◆ **TASK PROMPT**
From the listing below, retype exactly the line holding "filename lsperf-cli/src/supervisor.rs", the line holding "generation. Replacing a", and the lines between them; skip everything else.

[[ DATA FOR THIS TASK open ]]

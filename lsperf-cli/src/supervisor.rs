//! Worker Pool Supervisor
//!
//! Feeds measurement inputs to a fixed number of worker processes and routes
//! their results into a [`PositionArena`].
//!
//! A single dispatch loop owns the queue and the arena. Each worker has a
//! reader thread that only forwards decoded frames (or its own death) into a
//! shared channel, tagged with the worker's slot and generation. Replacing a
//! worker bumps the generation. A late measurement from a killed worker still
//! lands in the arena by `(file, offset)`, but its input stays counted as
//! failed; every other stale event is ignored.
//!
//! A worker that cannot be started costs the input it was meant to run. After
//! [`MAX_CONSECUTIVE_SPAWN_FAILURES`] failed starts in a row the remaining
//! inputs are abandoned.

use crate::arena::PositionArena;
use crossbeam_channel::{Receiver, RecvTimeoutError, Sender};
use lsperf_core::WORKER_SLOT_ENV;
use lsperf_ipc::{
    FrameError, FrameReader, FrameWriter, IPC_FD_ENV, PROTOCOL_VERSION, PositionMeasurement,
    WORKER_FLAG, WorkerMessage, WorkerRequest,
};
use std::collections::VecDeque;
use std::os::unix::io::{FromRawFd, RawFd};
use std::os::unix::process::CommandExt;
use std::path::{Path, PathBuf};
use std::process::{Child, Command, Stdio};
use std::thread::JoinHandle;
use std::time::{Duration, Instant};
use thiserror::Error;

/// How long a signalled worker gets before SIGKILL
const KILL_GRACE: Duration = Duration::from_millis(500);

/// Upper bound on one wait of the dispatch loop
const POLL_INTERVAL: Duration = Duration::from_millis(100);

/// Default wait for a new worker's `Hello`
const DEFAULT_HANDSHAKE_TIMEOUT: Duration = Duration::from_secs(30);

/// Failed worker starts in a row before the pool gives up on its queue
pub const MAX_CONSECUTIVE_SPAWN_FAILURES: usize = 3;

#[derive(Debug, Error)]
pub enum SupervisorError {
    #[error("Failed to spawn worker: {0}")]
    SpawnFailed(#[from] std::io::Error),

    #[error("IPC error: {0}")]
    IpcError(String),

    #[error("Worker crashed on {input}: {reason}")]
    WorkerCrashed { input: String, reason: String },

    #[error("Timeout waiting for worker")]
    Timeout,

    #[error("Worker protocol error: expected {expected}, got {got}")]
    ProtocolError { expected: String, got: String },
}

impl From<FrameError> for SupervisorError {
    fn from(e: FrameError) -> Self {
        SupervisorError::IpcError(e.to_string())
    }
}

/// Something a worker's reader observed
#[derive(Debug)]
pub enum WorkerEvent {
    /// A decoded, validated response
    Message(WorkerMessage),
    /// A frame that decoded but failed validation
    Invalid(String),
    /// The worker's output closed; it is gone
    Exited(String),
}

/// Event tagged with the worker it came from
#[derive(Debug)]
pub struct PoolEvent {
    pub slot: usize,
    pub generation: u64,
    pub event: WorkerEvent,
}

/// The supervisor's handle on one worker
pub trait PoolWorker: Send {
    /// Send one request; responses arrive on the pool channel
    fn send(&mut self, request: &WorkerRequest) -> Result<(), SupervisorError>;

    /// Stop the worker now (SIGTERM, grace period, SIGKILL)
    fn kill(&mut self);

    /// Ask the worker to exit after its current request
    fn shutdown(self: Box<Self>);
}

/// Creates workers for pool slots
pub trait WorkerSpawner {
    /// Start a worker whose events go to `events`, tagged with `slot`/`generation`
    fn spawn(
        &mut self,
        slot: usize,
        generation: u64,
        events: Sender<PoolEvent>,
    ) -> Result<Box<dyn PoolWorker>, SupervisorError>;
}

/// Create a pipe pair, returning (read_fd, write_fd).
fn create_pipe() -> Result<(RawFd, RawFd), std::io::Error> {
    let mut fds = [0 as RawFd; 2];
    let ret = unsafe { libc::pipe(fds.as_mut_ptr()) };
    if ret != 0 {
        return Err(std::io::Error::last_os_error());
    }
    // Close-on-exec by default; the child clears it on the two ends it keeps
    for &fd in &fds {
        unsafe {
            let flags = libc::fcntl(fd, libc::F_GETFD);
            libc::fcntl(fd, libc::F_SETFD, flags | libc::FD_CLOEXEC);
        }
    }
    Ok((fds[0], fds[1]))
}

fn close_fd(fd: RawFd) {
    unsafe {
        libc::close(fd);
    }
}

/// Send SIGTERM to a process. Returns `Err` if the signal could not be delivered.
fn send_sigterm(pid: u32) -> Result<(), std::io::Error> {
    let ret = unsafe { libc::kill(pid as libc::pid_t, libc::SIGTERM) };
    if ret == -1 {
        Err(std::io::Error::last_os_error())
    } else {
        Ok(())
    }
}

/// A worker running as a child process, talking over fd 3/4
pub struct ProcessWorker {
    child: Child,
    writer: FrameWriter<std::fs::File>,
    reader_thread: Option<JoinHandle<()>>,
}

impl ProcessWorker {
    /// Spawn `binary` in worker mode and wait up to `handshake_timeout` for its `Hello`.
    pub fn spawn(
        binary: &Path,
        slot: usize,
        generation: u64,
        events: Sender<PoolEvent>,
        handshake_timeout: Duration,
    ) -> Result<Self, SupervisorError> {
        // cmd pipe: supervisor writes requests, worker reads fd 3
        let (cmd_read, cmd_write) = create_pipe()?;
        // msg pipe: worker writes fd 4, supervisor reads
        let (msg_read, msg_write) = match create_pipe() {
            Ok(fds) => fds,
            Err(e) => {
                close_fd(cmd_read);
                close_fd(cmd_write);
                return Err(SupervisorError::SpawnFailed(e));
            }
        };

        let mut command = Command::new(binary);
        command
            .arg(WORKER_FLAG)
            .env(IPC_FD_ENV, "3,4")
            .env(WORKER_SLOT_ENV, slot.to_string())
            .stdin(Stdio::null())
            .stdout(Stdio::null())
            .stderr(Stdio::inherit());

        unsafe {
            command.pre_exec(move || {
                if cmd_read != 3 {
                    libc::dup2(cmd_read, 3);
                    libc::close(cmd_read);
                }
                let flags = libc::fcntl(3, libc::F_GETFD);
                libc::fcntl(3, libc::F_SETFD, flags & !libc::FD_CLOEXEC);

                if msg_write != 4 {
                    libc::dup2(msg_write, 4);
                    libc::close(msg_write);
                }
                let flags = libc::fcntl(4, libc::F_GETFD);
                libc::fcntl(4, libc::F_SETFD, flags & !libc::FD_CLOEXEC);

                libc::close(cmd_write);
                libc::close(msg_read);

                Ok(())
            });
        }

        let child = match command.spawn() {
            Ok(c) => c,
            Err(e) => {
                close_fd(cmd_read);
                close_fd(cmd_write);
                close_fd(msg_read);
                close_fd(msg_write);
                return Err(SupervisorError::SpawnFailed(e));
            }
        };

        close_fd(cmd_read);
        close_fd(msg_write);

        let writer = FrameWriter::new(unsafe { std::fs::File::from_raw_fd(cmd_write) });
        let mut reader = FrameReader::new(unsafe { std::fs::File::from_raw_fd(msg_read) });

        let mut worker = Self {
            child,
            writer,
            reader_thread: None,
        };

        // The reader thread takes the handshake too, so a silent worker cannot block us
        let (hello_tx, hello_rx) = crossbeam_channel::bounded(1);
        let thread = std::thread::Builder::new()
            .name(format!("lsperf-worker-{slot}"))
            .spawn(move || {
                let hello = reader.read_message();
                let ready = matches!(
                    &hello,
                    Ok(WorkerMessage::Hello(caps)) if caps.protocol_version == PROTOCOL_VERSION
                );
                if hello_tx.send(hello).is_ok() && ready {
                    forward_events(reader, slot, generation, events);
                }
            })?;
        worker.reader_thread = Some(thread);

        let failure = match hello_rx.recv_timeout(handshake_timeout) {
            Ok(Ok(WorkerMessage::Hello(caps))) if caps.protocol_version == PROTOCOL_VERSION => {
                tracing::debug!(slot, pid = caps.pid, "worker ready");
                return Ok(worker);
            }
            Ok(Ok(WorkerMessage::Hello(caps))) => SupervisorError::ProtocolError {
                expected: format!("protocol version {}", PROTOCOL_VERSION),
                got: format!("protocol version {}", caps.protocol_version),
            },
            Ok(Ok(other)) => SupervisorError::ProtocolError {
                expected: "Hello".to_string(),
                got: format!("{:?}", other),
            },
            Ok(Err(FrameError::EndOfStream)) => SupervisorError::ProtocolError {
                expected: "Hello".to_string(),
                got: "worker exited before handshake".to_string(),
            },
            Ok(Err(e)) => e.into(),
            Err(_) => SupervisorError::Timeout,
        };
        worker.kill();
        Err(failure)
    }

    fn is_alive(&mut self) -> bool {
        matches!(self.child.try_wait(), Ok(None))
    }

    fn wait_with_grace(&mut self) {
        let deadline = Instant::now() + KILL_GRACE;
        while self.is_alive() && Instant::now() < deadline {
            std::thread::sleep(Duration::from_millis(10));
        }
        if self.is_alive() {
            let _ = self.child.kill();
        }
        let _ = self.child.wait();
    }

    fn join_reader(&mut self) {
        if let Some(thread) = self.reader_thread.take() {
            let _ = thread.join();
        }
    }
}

[[ DATA FOR THIS TASK closed ]]
[[ DATA FOR THIS TASK open ]]

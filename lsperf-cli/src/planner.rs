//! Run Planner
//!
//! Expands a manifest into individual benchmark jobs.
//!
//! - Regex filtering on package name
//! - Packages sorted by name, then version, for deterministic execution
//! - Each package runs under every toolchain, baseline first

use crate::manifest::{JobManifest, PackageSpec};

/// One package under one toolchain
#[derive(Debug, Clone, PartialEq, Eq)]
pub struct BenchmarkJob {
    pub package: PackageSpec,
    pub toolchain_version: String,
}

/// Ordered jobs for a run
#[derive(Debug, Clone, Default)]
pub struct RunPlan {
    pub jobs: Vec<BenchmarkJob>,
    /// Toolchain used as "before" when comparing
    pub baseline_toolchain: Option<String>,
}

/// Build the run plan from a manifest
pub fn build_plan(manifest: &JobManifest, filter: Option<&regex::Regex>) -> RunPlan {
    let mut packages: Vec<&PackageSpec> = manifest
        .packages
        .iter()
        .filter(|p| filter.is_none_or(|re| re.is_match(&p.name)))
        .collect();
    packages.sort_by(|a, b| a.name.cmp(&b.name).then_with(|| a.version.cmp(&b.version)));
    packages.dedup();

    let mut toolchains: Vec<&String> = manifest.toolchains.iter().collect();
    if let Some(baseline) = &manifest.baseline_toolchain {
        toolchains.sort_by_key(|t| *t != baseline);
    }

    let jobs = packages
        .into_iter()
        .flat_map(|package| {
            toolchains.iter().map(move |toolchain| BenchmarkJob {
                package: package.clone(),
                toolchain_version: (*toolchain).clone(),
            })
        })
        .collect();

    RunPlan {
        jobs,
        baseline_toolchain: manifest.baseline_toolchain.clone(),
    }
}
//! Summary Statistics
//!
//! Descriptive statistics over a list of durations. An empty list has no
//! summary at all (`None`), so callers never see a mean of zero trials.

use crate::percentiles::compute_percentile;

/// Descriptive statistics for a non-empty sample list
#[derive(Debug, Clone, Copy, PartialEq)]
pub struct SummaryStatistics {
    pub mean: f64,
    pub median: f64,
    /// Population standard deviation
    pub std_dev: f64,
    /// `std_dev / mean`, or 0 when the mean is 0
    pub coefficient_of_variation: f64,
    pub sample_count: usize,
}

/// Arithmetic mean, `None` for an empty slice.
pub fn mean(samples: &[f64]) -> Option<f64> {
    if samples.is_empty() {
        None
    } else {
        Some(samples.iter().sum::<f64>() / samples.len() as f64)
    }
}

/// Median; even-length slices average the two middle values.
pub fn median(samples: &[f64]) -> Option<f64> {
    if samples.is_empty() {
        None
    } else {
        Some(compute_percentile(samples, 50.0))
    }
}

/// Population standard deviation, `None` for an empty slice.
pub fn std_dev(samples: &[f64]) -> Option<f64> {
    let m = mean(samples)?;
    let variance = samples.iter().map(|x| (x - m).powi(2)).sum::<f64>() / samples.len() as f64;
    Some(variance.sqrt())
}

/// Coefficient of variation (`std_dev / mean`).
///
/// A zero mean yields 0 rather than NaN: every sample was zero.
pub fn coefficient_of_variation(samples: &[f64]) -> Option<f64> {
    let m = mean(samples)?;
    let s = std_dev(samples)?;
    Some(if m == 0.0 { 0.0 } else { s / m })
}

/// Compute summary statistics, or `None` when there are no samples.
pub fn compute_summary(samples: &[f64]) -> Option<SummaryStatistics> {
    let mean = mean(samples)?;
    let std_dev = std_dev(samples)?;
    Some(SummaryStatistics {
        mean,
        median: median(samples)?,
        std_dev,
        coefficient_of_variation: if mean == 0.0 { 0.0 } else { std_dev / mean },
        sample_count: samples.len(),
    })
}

[[ DATA FOR THIS TASK closed ]]
[[ DATA FOR THIS TASK open ]]

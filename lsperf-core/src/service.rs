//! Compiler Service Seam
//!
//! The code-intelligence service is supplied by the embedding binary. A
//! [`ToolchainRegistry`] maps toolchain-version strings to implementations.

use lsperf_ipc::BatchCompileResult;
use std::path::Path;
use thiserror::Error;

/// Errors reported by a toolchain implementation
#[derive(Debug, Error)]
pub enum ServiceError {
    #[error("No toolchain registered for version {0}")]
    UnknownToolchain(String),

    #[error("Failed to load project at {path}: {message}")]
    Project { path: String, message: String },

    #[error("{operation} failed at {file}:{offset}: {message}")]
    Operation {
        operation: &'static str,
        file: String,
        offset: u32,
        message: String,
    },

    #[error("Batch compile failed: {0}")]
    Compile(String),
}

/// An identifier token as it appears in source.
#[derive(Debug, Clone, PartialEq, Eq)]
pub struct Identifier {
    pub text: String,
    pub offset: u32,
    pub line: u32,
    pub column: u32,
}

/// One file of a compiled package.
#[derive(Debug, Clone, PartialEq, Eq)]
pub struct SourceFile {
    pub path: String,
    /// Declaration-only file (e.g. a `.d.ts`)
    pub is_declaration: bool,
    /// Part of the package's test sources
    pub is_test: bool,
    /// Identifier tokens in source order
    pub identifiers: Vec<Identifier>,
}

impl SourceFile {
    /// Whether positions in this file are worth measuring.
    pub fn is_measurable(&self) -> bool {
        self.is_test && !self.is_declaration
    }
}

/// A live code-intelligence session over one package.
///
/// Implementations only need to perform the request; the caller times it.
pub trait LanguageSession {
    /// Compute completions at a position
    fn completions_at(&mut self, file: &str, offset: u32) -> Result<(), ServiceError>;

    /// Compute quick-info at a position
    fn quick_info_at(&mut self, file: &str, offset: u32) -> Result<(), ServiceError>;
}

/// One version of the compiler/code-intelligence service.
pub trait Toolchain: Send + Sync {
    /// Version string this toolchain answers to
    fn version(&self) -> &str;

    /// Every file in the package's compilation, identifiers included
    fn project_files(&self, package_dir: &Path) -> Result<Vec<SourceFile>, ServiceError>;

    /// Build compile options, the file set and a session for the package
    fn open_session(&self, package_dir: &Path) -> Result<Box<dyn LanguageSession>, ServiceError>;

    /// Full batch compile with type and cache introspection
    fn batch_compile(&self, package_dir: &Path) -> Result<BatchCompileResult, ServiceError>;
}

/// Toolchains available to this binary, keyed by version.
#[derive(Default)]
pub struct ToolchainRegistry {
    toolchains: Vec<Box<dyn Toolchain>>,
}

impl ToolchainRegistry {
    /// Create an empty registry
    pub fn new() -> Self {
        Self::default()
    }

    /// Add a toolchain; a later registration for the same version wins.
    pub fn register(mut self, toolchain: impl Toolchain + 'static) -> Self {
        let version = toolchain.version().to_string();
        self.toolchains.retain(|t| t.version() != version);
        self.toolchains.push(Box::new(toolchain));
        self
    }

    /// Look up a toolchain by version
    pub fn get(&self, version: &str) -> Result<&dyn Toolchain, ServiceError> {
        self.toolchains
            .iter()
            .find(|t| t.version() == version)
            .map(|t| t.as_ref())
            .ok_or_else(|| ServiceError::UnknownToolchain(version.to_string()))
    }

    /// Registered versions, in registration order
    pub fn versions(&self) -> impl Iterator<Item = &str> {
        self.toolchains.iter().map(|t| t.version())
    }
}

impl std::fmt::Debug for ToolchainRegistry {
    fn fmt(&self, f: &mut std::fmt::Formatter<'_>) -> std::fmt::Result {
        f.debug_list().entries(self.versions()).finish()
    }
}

[[ DATA FOR THIS TASK closed ]]

◆ **RESULT OF THIS EXERCISE**
filename lsperf-cli/src/supervisor.rs
//! Worker Pool Supervisor
//!
//! Feeds measurement inputs to a fixed number of worker processes and routes
//! their results into a [`PositionArena`].
//!
//! A single dispatch loop owns the queue and the arena. Each worker has a
//! reader thread that only forwards decoded frames (or its own death) into a
//! shared channel, tagged with the worker's slot and generation. Replacing a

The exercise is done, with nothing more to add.